### Data to process
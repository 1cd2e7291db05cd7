//! OneCodePlant CLI - Main entry point

mod cli;

use clap::{Parser, Subcommand};
use onecode_foundation::{LogSettings, OneCodeConfig};
use std::path::PathBuf;
use tokio_util::sync::CancellationToken;
use tracing_appender::non_blocking::WorkerGuard;
use tracing_subscriber::filter::{LevelFilter, Targets};
use tracing_subscriber::{layer::SubscriberExt, util::SubscriberInitExt, Layer};

/// 플러그인 로그 파일명
const PLUGIN_LOG_FILE: &str = "plugin.log";

/// OneCodePlant - robotics developer CLI with plugin support
#[derive(Parser, Debug)]
#[command(name = "onecode")]
#[command(author, version, about, long_about = None)]
struct Args {
    #[command(subcommand)]
    command: Command,

    /// Enable debug logging
    #[arg(short, long, global = true)]
    debug: bool,

    /// Managed plugin directory (overrides config and env)
    #[arg(long, global = true, value_name = "DIR")]
    plugins_dir: Option<PathBuf>,

    /// Plugin registry file (overrides config and env)
    #[arg(long, global = true, value_name = "FILE")]
    registry: Option<PathBuf>,
}

#[derive(Subcommand, Debug)]
enum Command {
    /// Manage installed plugins
    Plugin {
        #[command(subcommand)]
        action: PluginCommand,
    },
    /// Activate installed plugins and show their commands
    Plugins,
    /// Run a command provided by an active plugin
    Run {
        /// Command name
        command: String,

        /// Arguments passed to the command handler
        #[arg(trailing_var_arg = true, allow_hyphen_values = true)]
        args: Vec<String>,
    },
}

#[derive(Subcommand, Debug)]
pub enum PluginCommand {
    /// Install a plugin from a local path, git URL, owner/repo shorthand or package name
    Install {
        source: String,

        /// Replace an existing installation with the same name
        #[arg(short, long)]
        force: bool,
    },
    /// Remove an installed plugin
    Remove {
        name: String,

        /// Skip the confirmation prompt
        #[arg(short = 'y', long)]
        yes: bool,
    },
    /// List installed plugins
    List {
        /// Show origin and install path
        #[arg(long)]
        detailed: bool,
    },
    /// Show the registry entry of a plugin
    Info { name: String },
    /// Re-check install paths and update plugin status
    Refresh,
}

#[tokio::main(flavor = "current_thread")]
async fn main() -> anyhow::Result<()> {
    let args = Args::parse();

    // Load configuration
    let mut config = OneCodeConfig::load()?;
    if let Some(dir) = args.plugins_dir {
        config.plugins.plugins_dir = Some(dir);
    }
    if let Some(file) = args.registry {
        config.plugins.registry_file = Some(file);
    }

    // Initialize logging
    let _guard = init_logging(args.debug, &config.logging);

    // Ctrl-C는 실행 중인 외부 도구를 중단시킨다
    let cancel = CancellationToken::new();
    let on_interrupt = cancel.clone();
    tokio::spawn(async move {
        if tokio::signal::ctrl_c().await.is_ok() {
            tracing::warn!("Interrupted, cancelling");
            on_interrupt.cancel();
        }
    });

    let manager = cli::build_manager(&config.plugins, cancel)?;

    match args.command {
        Command::Plugin { action } => cli::run_plugin_command(&manager, action).await,
        Command::Plugins => cli::show_active_plugins(&manager).await,
        Command::Run { command, args } => cli::run_plugin_handler(&manager, &command, &args).await,
    }
}

/// 콘솔(stderr) + `<log_dir>/plugin.log` 로깅
///
/// 로그 디렉토리를 만들 수 없으면 파일 로깅 없이 진행한다.
fn init_logging(debug: bool, settings: &LogSettings) -> Option<WorkerGuard> {
    let log_level = if debug { "debug" } else { settings.level.as_str() };
    let filter = tracing_subscriber::EnvFilter::try_from_default_env()
        .unwrap_or_else(|_| tracing_subscriber::EnvFilter::new(log_level));

    let log_dir = settings.log_dir();
    let (file_layer, guard) = match std::fs::create_dir_all(&log_dir) {
        Ok(()) => {
            let appender = tracing_appender::rolling::never(&log_dir, PLUGIN_LOG_FILE);
            let (writer, guard) = tracing_appender::non_blocking(appender);
            let layer = tracing_subscriber::fmt::layer()
                .with_writer(writer)
                .with_ansi(false)
                .with_filter(Targets::new().with_target("onecode_core", LevelFilter::TRACE));
            (Some(layer), Some(guard))
        }
        Err(e) => {
            eprintln!(
                "Warning: cannot create log directory {}: {}",
                log_dir.display(),
                e
            );
            (None, None)
        }
    };

    tracing_subscriber::registry()
        .with(filter)
        .with(
            tracing_subscriber::fmt::layer()
                .with_target(false)
                .with_writer(std::io::stderr),
        )
        .with(file_layer)
        .init();

    guard
}

#[cfg(test)]
mod tests {
    use super::*;
    use clap::CommandFactory;

    #[test]
    fn test_cli_definition() {
        Args::command().debug_assert();
    }

    #[test]
    fn test_parse_install() {
        let args = Args::parse_from(["onecode", "plugin", "install", "user/repo", "--force"]);
        match args.command {
            Command::Plugin {
                action: PluginCommand::Install { source, force },
            } => {
                assert_eq!(source, "user/repo");
                assert!(force);
            }
            other => panic!("unexpected command: {:?}", other),
        }
    }

    #[test]
    fn test_parse_global_flags_after_subcommand() {
        let args = Args::parse_from([
            "onecode",
            "plugin",
            "list",
            "--plugins-dir",
            "/tmp/plugins",
            "--debug",
        ]);
        assert!(args.debug);
        assert_eq!(args.plugins_dir, Some(PathBuf::from("/tmp/plugins")));
    }

    #[test]
    fn test_parse_run_keeps_hyphen_args() {
        let args = Args::parse_from(["onecode", "run", "hello", "-n", "Robot", "--uppercase"]);
        match args.command {
            Command::Run { command, args } => {
                assert_eq!(command, "hello");
                assert_eq!(args, vec!["-n", "Robot", "--uppercase"]);
            }
            other => panic!("unexpected command: {:?}", other),
        }
    }
}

### Task
Report the number of lines above containing the word "WorkerGuard", with no other text.

### Output for this task
2